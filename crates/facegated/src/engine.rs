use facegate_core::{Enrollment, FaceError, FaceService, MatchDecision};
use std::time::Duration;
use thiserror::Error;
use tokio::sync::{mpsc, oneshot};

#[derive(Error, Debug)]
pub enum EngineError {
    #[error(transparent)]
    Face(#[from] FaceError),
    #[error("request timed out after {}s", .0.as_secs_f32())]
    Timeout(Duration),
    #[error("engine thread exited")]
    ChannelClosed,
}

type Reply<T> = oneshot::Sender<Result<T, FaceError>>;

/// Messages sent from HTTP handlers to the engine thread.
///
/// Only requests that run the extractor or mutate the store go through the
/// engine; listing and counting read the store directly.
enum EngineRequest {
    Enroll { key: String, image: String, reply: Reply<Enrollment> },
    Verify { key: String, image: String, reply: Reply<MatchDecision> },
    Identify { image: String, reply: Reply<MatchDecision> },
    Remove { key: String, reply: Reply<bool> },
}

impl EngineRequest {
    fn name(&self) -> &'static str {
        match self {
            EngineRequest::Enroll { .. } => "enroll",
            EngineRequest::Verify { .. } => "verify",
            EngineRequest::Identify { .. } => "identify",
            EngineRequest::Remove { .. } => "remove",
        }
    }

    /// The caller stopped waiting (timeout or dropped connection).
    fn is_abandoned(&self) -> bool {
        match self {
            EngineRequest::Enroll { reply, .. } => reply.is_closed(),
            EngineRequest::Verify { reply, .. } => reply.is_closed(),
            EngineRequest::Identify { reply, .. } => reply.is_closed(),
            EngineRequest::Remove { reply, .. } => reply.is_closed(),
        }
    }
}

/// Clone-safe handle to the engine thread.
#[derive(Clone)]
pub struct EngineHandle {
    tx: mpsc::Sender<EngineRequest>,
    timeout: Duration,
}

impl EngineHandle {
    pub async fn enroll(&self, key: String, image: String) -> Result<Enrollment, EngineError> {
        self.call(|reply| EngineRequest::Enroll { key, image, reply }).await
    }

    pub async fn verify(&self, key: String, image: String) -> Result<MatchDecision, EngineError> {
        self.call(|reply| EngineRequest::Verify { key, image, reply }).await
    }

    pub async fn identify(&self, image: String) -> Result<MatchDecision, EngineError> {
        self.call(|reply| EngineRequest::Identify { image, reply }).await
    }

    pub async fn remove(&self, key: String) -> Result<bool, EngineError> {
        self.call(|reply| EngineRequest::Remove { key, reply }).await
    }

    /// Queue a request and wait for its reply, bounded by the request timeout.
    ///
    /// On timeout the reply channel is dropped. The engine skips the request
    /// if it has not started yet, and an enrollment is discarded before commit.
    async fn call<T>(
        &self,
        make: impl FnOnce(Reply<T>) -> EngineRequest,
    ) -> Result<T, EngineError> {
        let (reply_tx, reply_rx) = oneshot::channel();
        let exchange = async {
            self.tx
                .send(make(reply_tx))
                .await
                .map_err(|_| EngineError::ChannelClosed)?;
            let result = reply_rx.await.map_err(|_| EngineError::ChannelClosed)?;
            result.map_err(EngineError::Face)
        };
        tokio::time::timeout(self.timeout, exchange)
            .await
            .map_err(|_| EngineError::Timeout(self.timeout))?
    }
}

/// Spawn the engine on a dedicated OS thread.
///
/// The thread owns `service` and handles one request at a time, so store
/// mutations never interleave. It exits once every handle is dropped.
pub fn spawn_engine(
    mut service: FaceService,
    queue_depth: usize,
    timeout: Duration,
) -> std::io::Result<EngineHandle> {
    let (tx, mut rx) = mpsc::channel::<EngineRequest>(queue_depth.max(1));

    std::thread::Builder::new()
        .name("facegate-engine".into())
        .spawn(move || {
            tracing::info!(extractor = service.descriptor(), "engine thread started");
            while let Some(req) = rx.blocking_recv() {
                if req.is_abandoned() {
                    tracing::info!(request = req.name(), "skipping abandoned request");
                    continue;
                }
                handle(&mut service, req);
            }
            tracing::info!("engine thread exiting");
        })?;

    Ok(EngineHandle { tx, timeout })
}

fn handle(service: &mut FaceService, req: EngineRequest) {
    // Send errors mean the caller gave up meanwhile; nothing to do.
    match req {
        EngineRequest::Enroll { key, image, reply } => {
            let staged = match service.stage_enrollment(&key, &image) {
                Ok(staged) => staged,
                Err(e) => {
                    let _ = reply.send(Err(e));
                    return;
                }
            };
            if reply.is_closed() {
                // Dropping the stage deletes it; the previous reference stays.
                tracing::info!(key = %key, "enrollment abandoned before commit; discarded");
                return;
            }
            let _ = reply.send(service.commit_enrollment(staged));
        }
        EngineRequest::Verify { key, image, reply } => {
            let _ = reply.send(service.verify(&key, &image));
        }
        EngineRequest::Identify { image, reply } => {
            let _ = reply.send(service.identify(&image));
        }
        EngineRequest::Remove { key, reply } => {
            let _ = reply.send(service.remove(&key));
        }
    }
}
______
**Exercise:** All of the material above should be printed again exactly as it is.

**Task result:**
filename crates/facegated/src/engine.rs
use facegate_core::{Enrollment, FaceError, FaceService, MatchDecision};
use std::time::Duration;
use thiserror::Error;
use tokio::sync::{mpsc, oneshot};

#[derive(Error, Debug)]
pub enum EngineError {
    #[error(transparent)]
    Face(#[from] FaceError),
    #[error("request timed out after {}s", .0.as_secs_f32())]
    Timeout(Duration),
    #[error("engine thread exited")]
    ChannelClosed,
}

type Reply<T> = oneshot::Sender<Result<T, FaceError>>;

/// Messages sent from HTTP handlers to the engine thread.
///
/// Only requests that run the extractor or mutate the store go through the
/// engine; listing and counting read the store directly.
enum EngineRequest {
    Enroll { key: String, image: String, reply: Reply<Enrollment> },
    Verify { key: String, image: String, reply: Reply<MatchDecision> },
    Identify { image: String, reply: Reply<MatchDecision> },
    Remove { key: String, reply: Reply<bool> },
}

impl EngineRequest {
    fn name(&self) -> &'static str {
        match self {
            EngineRequest::Enroll { .. } => "enroll",
            EngineRequest::Verify { .. } => "verify",
            EngineRequest::Identify { .. } => "identify",
            EngineRequest::Remove { .. } => "remove",
        }
    }

    /// The caller stopped waiting (timeout or dropped connection).
    fn is_abandoned(&self) -> bool {
        match self {
            EngineRequest::Enroll { reply, .. } => reply.is_closed(),
            EngineRequest::Verify { reply, .. } => reply.is_closed(),
            EngineRequest::Identify { reply, .. } => reply.is_closed(),
            EngineRequest::Remove { reply, .. } => reply.is_closed(),
        }
    }
}

/// Clone-safe handle to the engine thread.
#[derive(Clone)]
pub struct EngineHandle {
    tx: mpsc::Sender<EngineRequest>,
    timeout: Duration,
}

impl EngineHandle {
    pub async fn enroll(&self, key: String, image: String) -> Result<Enrollment, EngineError> {
        self.call(|reply| EngineRequest::Enroll { key, image, reply }).await
    }

    pub async fn verify(&self, key: String, image: String) -> Result<MatchDecision, EngineError> {
        self.call(|reply| EngineRequest::Verify { key, image, reply }).await
    }

    pub async fn identify(&self, image: String) -> Result<MatchDecision, EngineError> {
        self.call(|reply| EngineRequest::Identify { image, reply }).await
    }

    pub async fn remove(&self, key: String) -> Result<bool, EngineError> {
        self.call(|reply| EngineRequest::Remove { key, reply }).await
    }

    /// Queue a request and wait for its reply, bounded by the request timeout.
    ///
    /// On timeout the reply channel is dropped. The engine skips the request
    /// if it has not started yet, and an enrollment is discarded before commit.
    async fn call<T>(
        &self,
        make: impl FnOnce(Reply<T>) -> EngineRequest,
    ) -> Result<T, EngineError> {
        let (reply_tx, reply_rx) = oneshot::channel();
        let exchange = async {
            self.tx
                .send(make(reply_tx))
                .await
                .map_err(|_| EngineError::ChannelClosed)?;
            let result = reply_rx.await.map_err(|_| EngineError::ChannelClosed)?;
            result.map_err(EngineError::Face)
        };
        tokio::time::timeout(self.timeout, exchange)
            .await
            .map_err(|_| EngineError::Timeout(self.timeout))?
    }
}

/// Spawn the engine on a dedicated OS thread.
///
/// The thread owns `service` and handles one request at a time, so store
/// mutations never interleave. It exits once every handle is dropped.
pub fn spawn_engine(
    mut service: FaceService,
    queue_depth: usize,
    timeout: Duration,
) -> std::io::Result<EngineHandle> {
    let (tx, mut rx) = mpsc::channel::<EngineRequest>(queue_depth.max(1));

    std::thread::Builder::new()
        .name("facegate-engine".into())
        .spawn(move || {
            tracing::info!(extractor = service.descriptor(), "engine thread started");
            while let Some(req) = rx.blocking_recv() {
                if req.is_abandoned() {
                    tracing::info!(request = req.name(), "skipping abandoned request");
                    continue;
                }
                handle(&mut service, req);
            }
            tracing::info!("engine thread exiting");
        })?;

    Ok(EngineHandle { tx, timeout })
}

fn handle(service: &mut FaceService, req: EngineRequest) {
    // Send errors mean the caller gave up meanwhile; nothing to do.
    match req {
        EngineRequest::Enroll { key, image, reply } => {
            let staged = match service.stage_enrollment(&key, &image) {
                Ok(staged) => staged,
                Err(e) => {
                    let _ = reply.send(Err(e));
                    return;
                }
            };
            if reply.is_closed() {
                // Dropping the stage deletes it; the previous reference stays.
                tracing::info!(key = %key, "enrollment abandoned before commit; discarded");
                return;
            }
            let _ = reply.send(service.commit_enrollment(staged));
        }
        EngineRequest::Verify { key, image, reply } => {
            let _ = reply.send(service.verify(&key, &image));
        }
        EngineRequest::Identify { image, reply } => {
            let _ = reply.send(service.identify(&image));
        }
        EngineRequest::Remove { key, reply } => {
            let _ = reply.send(service.remove(&key));
        }
    }
}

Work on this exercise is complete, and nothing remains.